When Europe "generously" divided Africa among European powers in 1884, Rwanda was ascribed to Germany. At that time, the Rwandan population was divided into three groups: Twa (1%), Tutsi (17%), Hutu (vast majority). These groups were not seen as different tribes, they "spoke the same language, shared the same religion, told the same myths and lived in the same places". They differed in appearances.
Then Belgium took over the German rule in Rwanda and implemented its colonisation policies.
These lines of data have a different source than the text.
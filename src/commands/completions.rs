//! Completions command implementation
//!
//! Prints a shell completion script for `castor` on stdout, e.g.
//!
//! ```bash
//! castor completions bash > ~/.local/share/bash-completion/completions/castor
//! castor completions zsh > ~/.zfunc/_castor
//! ```

use std::io::{self, Write};

use anyhow::Result;
use clap::{Args, CommandFactory};
use clap_complete::{generate, Shell};

use crate::cli::Cli;

/// Arguments for the completions command
#[derive(Args, Debug)]
pub struct CompletionsArgs {
    /// Shell to generate completions for
    #[arg(value_enum)]
    pub shell: Shell,
}

/// Execute the completions command
pub fn execute(args: CompletionsArgs) -> Result<()> {
    write_completions(args.shell, &mut io::stdout())
}

fn write_completions(shell: Shell, out: &mut dyn Write) -> Result<()> {
    let mut cmd = Cli::command();
    generate(shell, &mut cmd, "castor", out);
    Ok(())
}
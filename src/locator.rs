//! Repository locator and per-invocation workspace context.
//!
//! A castor root is a directory holding a `Castorfile` and a `.git`
//! directory: the outer repository that receives the frozen dam. The lodge
//! (`<root>/lodge`) and the dam (`<root>/dam`) are created on demand.
//!
//! The root is resolved once per command and carried around as a
//! [`Workspace`] value rather than looked up again by each component.

use std::collections::HashSet;
use std::fs;
use std::path::{Path, PathBuf};

use log::debug;

use crate::error::{Error, Result};
use crate::manifest::{Manifest, MANIFEST_FILE};
use crate::path;

/// Directory holding the assembled working trees.
pub const LODGE_DIR: &str = "lodge";

/// Directory holding the frozen, git-free mirror.
pub const DAM_DIR: &str = "dam";

/// Whether `dir` holds a `Castorfile` and a `.git` directory.
pub fn is_castor_root(dir: &Path) -> bool {
    dir.join(MANIFEST_FILE).is_file() && dir.join(".git").is_dir()
}

/// Walk from `start` up to the filesystem root looking for a castor root.
///
/// Paths are canonicalized before being checked and every visited path is
/// remembered, so symlink cycles end the walk instead of looping.
pub fn find_root(start: &Path) -> Result<PathBuf> {
    let not_found = || Error::NotARepository {
        start: start.to_path_buf(),
    };

    let mut candidate = fs::canonicalize(start).map_err(|_| not_found())?;
    let mut visited = HashSet::new();

    while visited.insert(candidate.clone()) {
        if is_castor_root(&candidate) {
            debug!("Found castor root at {}", candidate.display());
            return Ok(candidate);
        }
        let parent = match candidate.parent() {
            Some(parent) => parent.to_path_buf(),
            None => break,
        };
        candidate = fs::canonicalize(&parent).unwrap_or(parent);
    }

    Err(not_found())
}

/// Resolved paths of one castor invocation.
#[derive(Debug, Clone, PartialEq, Eq)]
pub struct Workspace {
    /// The castor root (outer git repository).
    pub root: PathBuf,
    /// `<root>/Castorfile`.
    pub manifest_path: PathBuf,
    /// `<root>/lodge`.
    pub lodge: PathBuf,
    /// `<root>/dam`.
    pub dam: PathBuf,
}

impl Workspace {
    /// Workspace rooted exactly at `root`, which must be a castor root.
    pub fn at(root: &Path) -> Result<Self> {
        if !is_castor_root(root) {
            return Err(Error::NotARepository {
                start: root.to_path_buf(),
            });
        }
        let root = fs::canonicalize(root)?;
        Ok(Self::from_root(root))
    }

    /// Workspace of the nearest castor root at or above `start`.
    pub fn discover(start: &Path) -> Result<Self> {
        find_root(start).map(Self::from_root)
    }

    fn from_root(root: PathBuf) -> Self {
        Self {
            manifest_path: root.join(MANIFEST_FILE),
            lodge: root.join(LODGE_DIR),
            dam: root.join(DAM_DIR),
            root,
        }
    }

    /// Load the workspace's manifest.
    pub fn load_manifest(&self) -> Result<Manifest> {
        Manifest::load(&self.manifest_path)
    }

    /// Absolute lodge path of a target.
    pub fn lodge_path(&self, target: &str) -> PathBuf {
        path::resolve(&self.lodge, target)
    }

    /// Absolute dam path of a target.
    pub fn dam_path(&self, target: &str) -> PathBuf {
        path::resolve(&self.dam, target)
    }
}
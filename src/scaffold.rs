//! Scaffolding for `castor init`.
//!
//! A new castor root is a fresh git repository holding an empty `Castorfile`
//! and a `.gitignore` that keeps the lodge out of version control. Both files
//! are staged but not committed.

use std::fs;
use std::io;
use std::path::{Path, PathBuf};

use log::info;

use crate::error::{Error, Result};
use crate::git;
use crate::locator::LODGE_DIR;
use crate::manifest::{Manifest, MANIFEST_FILE};

/// Name of the ignore file written at the root.
pub const GITIGNORE_FILE: &str = ".gitignore";

/// Content of the root `.gitignore`.
pub fn gitignore_content() -> String {
    format!("/{}\n", LODGE_DIR)
}

/// Create a castor root at `directory` and return its canonical path.
///
/// The directory must be empty or absent; when absent, its parent must
/// exist.
pub fn init(directory: &Path) -> Result<PathBuf> {
    prepare_directory(directory)?;
    let root = fs::canonicalize(directory)?;

    info!("Initializing castor root in {}", root.display());
    git::init(&root)?;
    Manifest::empty().save(&root.join(MANIFEST_FILE))?;
    fs::write(root.join(GITIGNORE_FILE), gitignore_content())?;
    git::stage(&root, &[MANIFEST_FILE, GITIGNORE_FILE])?;

    Ok(root)
}

fn prepare_directory(directory: &Path) -> Result<()> {
    match fs::symlink_metadata(directory) {
        Ok(meta) if meta.is_dir() => {
            if fs::read_dir(directory)?.next().is_some() {
                return Err(Error::DirtyTarget {
                    path: directory.to_path_buf(),
                    reason: "the directory is not empty".to_string(),
                });
            }
            Ok(())
        }
        Ok(_) => Err(Error::DirtyTarget {
            path: directory.to_path_buf(),
            reason: "it exists and is not a directory".to_string(),
        }),
        Err(e) if e.kind() == io::ErrorKind::NotFound => {
            let parent = match directory.parent() {
                Some(p) if !p.as_os_str().is_empty() => p,
                _ => Path::new("."),
            };
            if !parent.is_dir() {
                return Err(Error::Io(io::Error::new(
                    io::ErrorKind::NotFound,
                    format!("parent directory {} does not exist", parent.display()),
                )));
            }
            fs::create_dir(directory)?;
            Ok(())
        }
        Err(e) => Err(e.into()),
    }
}
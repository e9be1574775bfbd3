//! # Manifest Model
//!
//! This module defines the in-memory representation of the `Castorfile`, the
//! JSON manifest that lists every source assembled into the lodge, and the
//! logic to load and save it.
//!
//! ## Format
//!
//! ```json
//! {
//!     "lodge": [
//!         {
//!             "target": "/",
//!             "type": "git",
//!             "repo": "https://github.com/example/platform.git",
//!             "version": "v1.2.0",
//!             "post_freeze": ["composer update --no-dev"]
//!         },
//!         {
//!             "target": "/config/settings.php",
//!             "type": "file",
//!             "source": "files/settings.php"
//!         }
//!     ]
//! }
//! ```
//!
//! ## Key Components
//!
//! - **`Manifest`**: the ordered list of entries. Document order is preserved
//!   on save so that diffs across freezes only show the `version` fields that
//!   changed.
//! - **`Entry`**: one target path plus its `Source`.
//! - **`Source`**: the tagged variant of source kinds, `Git` or `File`.
//!
//! Saving is atomic: the document is written to a temporary file next to the
//! manifest, which then replaces it.

use std::collections::HashSet;
use std::fs;
use std::io::Write;
use std::path::{Component, Path};
use std::sync::OnceLock;

use regex::Regex;
use serde::{Deserialize, Serialize};

use crate::error::{Error, Result};
use crate::path;

/// File name of the manifest at the castor root.
pub const MANIFEST_FILE: &str = "Castorfile";

/// Where the content of an entry comes from.
#[derive(Debug, Clone, PartialEq, Eq)]
pub enum Source {
    /// A git repository pinned to a revision.
    Git {
        /// Clone URL; the identity of the source.
        repo: String,
        /// Tag, branch or commit. Rewritten by freeze.
        version: String,
    },
    /// A single file stored next to the manifest.
    File {
        /// Path of the content, relative to the castor root.
        path: String,
    },
}

impl Source {
    /// Name of the source kind, as written in the manifest's `type` field.
    pub fn kind(&self) -> &'static str {
        match self {
            Source::Git { .. } => "git",
            Source::File { .. } => "file",
        }
    }

    /// Short human-readable description, e.g. `git https://...@v1.0.0`.
    pub fn describe(&self) -> String {
        match self {
            Source::Git { repo, version } => format!("git {}@{}", repo, version),
            Source::File { path } => format!("file {}", path),
        }
    }
}

/// One manifest item: a target in the lodge and its source.
#[derive(Debug, Clone, PartialEq, Eq, Serialize, Deserialize)]
#[serde(try_from = "EntryDocument", into = "EntryDocument")]
pub struct Entry {
    /// Normalized slash-rooted target, relative to the lodge root.
    pub target: String,
    pub source: Source,
    /// Shell commands run in this entry's subtree after freezing.
    pub post_freeze: Vec<String>,
}

impl Entry {
    /// Create a git entry.
    pub fn git(target: &str, repo: &str, version: &str) -> Result<Self> {
        Ok(Self {
            target: path::normalize_target(target)?,
            source: Source::Git {
                repo: repo.to_string(),
                version: version.to_string(),
            },
            post_freeze: Vec::new(),
        })
    }

    /// Create a file entry.
    pub fn file(target: &str, source: &str) -> Result<Self> {
        Ok(Self {
            target: path::normalize_target(target)?,
            source: Source::File {
                path: source.to_string(),
            },
            post_freeze: Vec::new(),
        })
    }

    /// Set the post-freeze commands.
    pub fn with_post_freeze<I, S>(mut self, commands: I) -> Self
    where
        I: IntoIterator<Item = S>,
        S: Into<String>,
    {
        self.post_freeze = commands.into_iter().map(Into::into).collect();
        self
    }

    /// Depth of the target below the lodge root.
    pub fn depth(&self) -> usize {
        path::depth(&self.target)
    }

    /// `target (git repo@version)`, used in logs and error messages.
    pub fn describe(&self) -> String {
        format!("{} ({})", self.target, self.source.describe())
    }

    fn validate(&self) -> Result<()> {
        match &self.source {
            Source::Git { repo, version } => {
                if !repo_pattern().is_match(repo) {
                    return Err(Error::Manifest {
                        message: format!(
                            "entry {}: '{}' does not look like a git repository URL",
                            self.target, repo
                        ),
                    });
                }
                if version.trim().is_empty() {
                    return Err(Error::Manifest {
                        message: format!("entry {}: version must not be empty", self.target),
                    });
                }
            }
            Source::File { path } => {
                if path.trim().is_empty() {
                    return Err(Error::Manifest {
                        message: format!("entry {}: source must not be empty", self.target),
                    });
                }
                if Path::new(path).is_absolute() {
                    return Err(Error::Manifest {
                        message: format!(
                            "entry {}: source '{}' must be relative to the Castorfile",
                            self.target, path
                        ),
                    });
                }
                if Path::new(path)
                    .components()
                    .any(|c| matches!(c, Component::ParentDir))
                {
                    return Err(Error::Manifest {
                        message: format!(
                            "entry {}: source '{}' must not contain '..'",
                            self.target, path
                        ),
                    });
                }
            }
        }
        Ok(())
    }
}

/// Accepts `scheme://...`, scp-like `[user@]host:path`, and explicit paths.
fn repo_pattern() -> &'static Regex {
    static PATTERN: OnceLock<Regex> = OnceLock::new();
    PATTERN.get_or_init(|| {
        Regex::new(
            r"^(?:[A-Za-z][A-Za-z0-9+.\-]*://\S+|(?:[^\s@/:]+@)?[A-Za-z0-9.\-]+:\S+|\.{0,2}/\S+)$",
        )
        .expect("repository pattern is a valid regex")
    })
}

/// Serialized shape of an entry. Field order here is the order on disk.
#[derive(Debug, Clone, Serialize, Deserialize)]
#[serde(deny_unknown_fields)]
struct EntryDocument {
    target: String,
    #[serde(rename = "type")]
    kind: String,
    #[serde(default, skip_serializing_if = "Option::is_none")]
    repo: Option<String>,
    #[serde(default, skip_serializing_if = "Option::is_none")]
    version: Option<String>,
    #[serde(default, skip_serializing_if = "Option::is_none")]
    source: Option<String>,
    #[serde(default, skip_serializing_if = "Vec::is_empty")]
    post_freeze: Vec<String>,
}

impl TryFrom<EntryDocument> for Entry {
    type Error = String;

    fn try_from(doc: EntryDocument) -> std::result::Result<Self, Self::Error> {
        let target = path::normalize_target(&doc.target).map_err(|e| match e {
            Error::Manifest { message } => message,
            other => other.to_string(),
        })?;

        let source = match doc.kind.as_str() {
            "git" => {
                if doc.source.is_some() {
                    return Err(format!("git entry {} must not have a 'source'", target));
                }
                let repo = doc
                    .repo
                    .ok_or_else(|| format!("git entry {} is missing 'repo'", target))?;
                let version = doc
                    .version
                    .ok_or_else(|| format!("git entry {} is missing 'version'", target))?;
                Source::Git { repo, version }
            }
            "file" => {
                if doc.repo.is_some() || doc.version.is_some() {
                    return Err(format!(
                        "file entry {} must not have 'repo' or 'version'",
                        target
                    ));
                }
                let path = doc
                    .source
                    .ok_or_else(|| format!("file entry {} is missing 'source'", target))?;
                Source::File { path }
            }
            other => {
                return Err(format!(
                    "entry {} has unknown type '{}' (expected 'git' or 'file')",
                    target, other
                ))
            }
        };

        Ok(Entry {
            target,
            source,
            post_freeze: doc.post_freeze,
        })
    }
}

impl From<Entry> for EntryDocument {
    fn from(entry: Entry) -> Self {
        let kind = entry.source.kind().to_string();
        let (repo, version, source) = match entry.source {
            Source::Git { repo, version } => (Some(repo), Some(version), None),
            Source::File { path } => (None, None, Some(path)),
        };
        EntryDocument {
            kind,
            target: entry.target,
            repo,
            version,
            source,
            post_freeze: entry.post_freeze,
        }
    }
}

/// The ordered list of entries making up a lodge.
#[derive(Debug, Clone, Default, PartialEq, Eq, Serialize, Deserialize)]
#[serde(deny_unknown_fields)]
pub struct Manifest {
    #[serde(rename = "lodge")]
    pub entries: Vec<Entry>,
}

impl Manifest {
    /// A manifest with no entries, as written by `castor init`.
    pub fn empty() -> Self {
        Self::default()
    }

    /// Build a manifest from entries, checking its invariants.
    pub fn new(entries: Vec<Entry>) -> Result<Self> {
        let manifest = Self { entries };
        manifest.validate()?;
        Ok(manifest)
    }

    /// Parse and validate a manifest document.
    pub fn parse(content: &str) -> Result<Self> {
        let manifest: Manifest = serde_json::from_str(content).map_err(|e| Error::Manifest {
            message: e.to_string(),
        })?;
        manifest.validate()?;
        Ok(manifest)
    }

    /// Load and validate the manifest at `path`.
    pub fn load(path: &Path) -> Result<Self> {
        let content = fs::read_to_string(path).map_err(|e| Error::Manifest {
            message: format!("cannot read {}: {}", path.display(), e),
        })?;
        Self::parse(&content).map_err(|e| match e {
            Error::Manifest { message } => Error::Manifest {
                message: format!("{}: {}", path.display(), message),
            },
            other => other,
        })
    }

    /// Stable serialization: four-space indent, entries in document order,
    /// trailing newline.
    pub fn to_json_string(&self) -> Result<String> {
        let mut buffer = Vec::new();
        let formatter = serde_json::ser::PrettyFormatter::with_indent(b"    ");
        let mut serializer = serde_json::Serializer::with_formatter(&mut buffer, formatter);
        self.serialize(&mut serializer)?;
        buffer.push(b'\n');
        String::from_utf8(buffer).map_err(|e| Error::Manifest {
            message: format!("serialized manifest is not UTF-8: {}", e),
        })
    }

    /// Validate and atomically write the manifest to `path`.
    ///
    /// The document is written to a temporary file in the same directory and
    /// renamed over `path`, so readers only ever see the old or the new
    /// manifest.
    pub fn save(&self, path: &Path) -> Result<()> {
        self.validate().map_err(|e| Error::Manifest {
            message: format!("refusing to write an invalid Castorfile: {}", e),
        })?;
        let content = self.to_json_string()?;

        let dir = match path.parent() {
            Some(parent) if !parent.as_os_str().is_empty() => parent,
            _ => Path::new("."),
        };
        let mut temp = tempfile::NamedTempFile::new_in(dir)?;
        temp.write_all(content.as_bytes())?;
        temp.as_file().sync_all()?;

        match fs::metadata(path) {
            Ok(metadata) => fs::set_permissions(temp.path(), metadata.permissions())?,
            Err(_) => {
                #[cfg(unix)]
                {
                    use std::os::unix::fs::PermissionsExt;
                    fs::set_permissions(temp.path(), fs::Permissions::from_mode(0o644))?;
                }
            }
        }

        temp.persist(path).map_err(|e| Error::Io(e.error))?;
        log::debug!("Wrote {}", path.display());
        Ok(())
    }

    /// Check entry fields, target uniqueness and nesting.
    ///
    /// Normalized targets are always either nested or disjoint. Two entries
    /// may not share a target, and nothing may nest below a file entry.
    pub fn validate(&self) -> Result<()> {
        let mut seen = HashSet::new();
        for entry in &self.entries {
            let normalized = path::normalize_target(&entry.target)?;
            if normalized != entry.target {
                return Err(Error::Manifest {
                    message: format!("target '{}' is not normalized", entry.target),
                });
            }
            entry.validate()?;
            if !seen.insert(normalized) {
                return Err(Error::Manifest {
                    message: format!("target {} appears more than once", entry.target),
                });
            }
        }

        for file in self.entries.iter().filter(|e| matches!(e.source, Source::File { .. })) {
            if let Some(nested) = self
                .entries
                .iter()
                .find(|e| path::is_strictly_within(&e.target, &file.target))
            {
                return Err(Error::Manifest {
                    message: format!(
                        "target {} is nested below {}, which is a file entry",
                        nested.target, file.target
                    ),
                });
            }
        }
        Ok(())
    }

    /// Entry indices sorted by target depth, shallowest first.
    ///
    /// The sort is stable: entries at the same depth keep document order.
    pub fn ordered_indices(&self) -> Vec<usize> {
        let mut indices: Vec<usize> = (0..self.entries.len()).collect();
        indices.sort_by_key(|&i| self.entries[i].depth());
        indices
    }

    /// Entries sorted by target depth, shallowest first.
    pub fn ordered(&self) -> Vec<&Entry> {
        self.ordered_indices()
            .into_iter()
            .map(|i| &self.entries[i])
            .collect()
    }

    /// Look up an entry by (normalized) target.
    pub fn get(&self, target: &str) -> Option<&Entry> {
        self.entries.iter().find(|e| e.target == target)
    }

    pub fn len(&self) -> usize {
        self.entries.len()
    }

    pub fn is_empty(&self) -> bool {
        self.entries.is_empty()
    }
}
The Belgians reinforced the Tutsi dominance and supremacy over the Hutu and as they needed to know who was a Tutsi and who was not, in 1933, they gave all Rwandans identity cards classifying them as Hutu, Tutsi or Twa.
"Depending on their appearance, looking like a Tutsi, Hutu or Twa, they were classified as belonging to one group or the other. As a result of inter-marriages that in certain parts of Rwanda were very common, it was impossible to divide many Rwandans into certain groups on the basis of their physical features alone. Wealth could also be a decisive factor in gaining one identity card or another. People who had lot of money or many cows were often able to obtain a Tutsi card. The cards caused discrimination against the Hutu population in all aspects of life, which forced hundreds of thousands of Hutu to flee to neighboring countries."  (Grünfeld & Huijboom, 2007)
The Belgians fixed group identities differentiating between the physical features of the Hutu and Tutsi. They measured nose and skull size, described skin colour, head and body ... measures that decades later erased a Rwandan population.
"Physically different from Tutsis, Longman observes how the Hutus had broader features and were noticeably heavier, shorter, and darker. In contrast, Tutsi were thin, tall, and appeared to look more European. Gnomic differences between the Hutu and Tutsi tribes divided people of the same race, who pre-colonization and pre-genocide, were physically akin." (Nardone, 2010)
"The obsession with physical appearance, aided and abetted by the Tutsi ruling class, led the Europeans to all manner of humiliating folly: measuring of skulls and noses and all the discredited junk of the race theorists who thrived in the heyday of African colonialism. One Belgian doctor wrote: [The Tutsi] ... have a distant, reserved, courteous and elegant manner ... The rest of the population is [Hutu]. They are negroes with all the negroid characteristics ... they are childish in nature both timid and lazy, and as often as not, extremely dirty."  (Keane
It is highly debated among critics, whether the European colonisation incited the violence between the Hutu and the Tutsi that led to the genocide in the 1990s. The categories of Hutu and Tutsi were not invented by the colonisers but the policies Europeans introduced surely exacerbated them leading to an ethnic split "and ensured that the important feeling of belonging to a social group was fuelled by ethnic, indeed racial, hatred" (Grünfeld & Huijboom, 2007). The identity cards which once served to guarantee privilige to the Tutsi were later used to discriminate against them (Verpoorten, 2005).
"The role played by group classification on national identity cards in crimes of genocide in Rwanda and in Nazi Germany should trouble all persons concerned with prevention of genocide. In Nazi Germany in July 1938, only a few months before Kristallnacht, the infamous "J-stamp" was introduced on ID cards and later on passports. The use of specially marked "J-stamp" ID cards by Nazi Germany preceded the yellow Star of David badges. (...) Ethnic classification on ID Cards in Rwanda instituted by the Belgian colonial government and retained after independence, was central in shaping, defining and perpetuating ethnic identity. Once the 1994 genocide in Rwanda began, an ID card with the designation "Tutsi" spelled a death sentence at any roadblock. No other factor was more significant in facilitating the speed and magnitude of the 100 days of mass killing in Rwanda." Jim Fussell, Prevent Genocide International
According to a census carried out by Rwanda's Ministry of Youth, 937.000 Tutsi (almost 80% of the Tutsi population) and politically moderate Hutus were killed during the 100-day period from April to June 1994 (via and via).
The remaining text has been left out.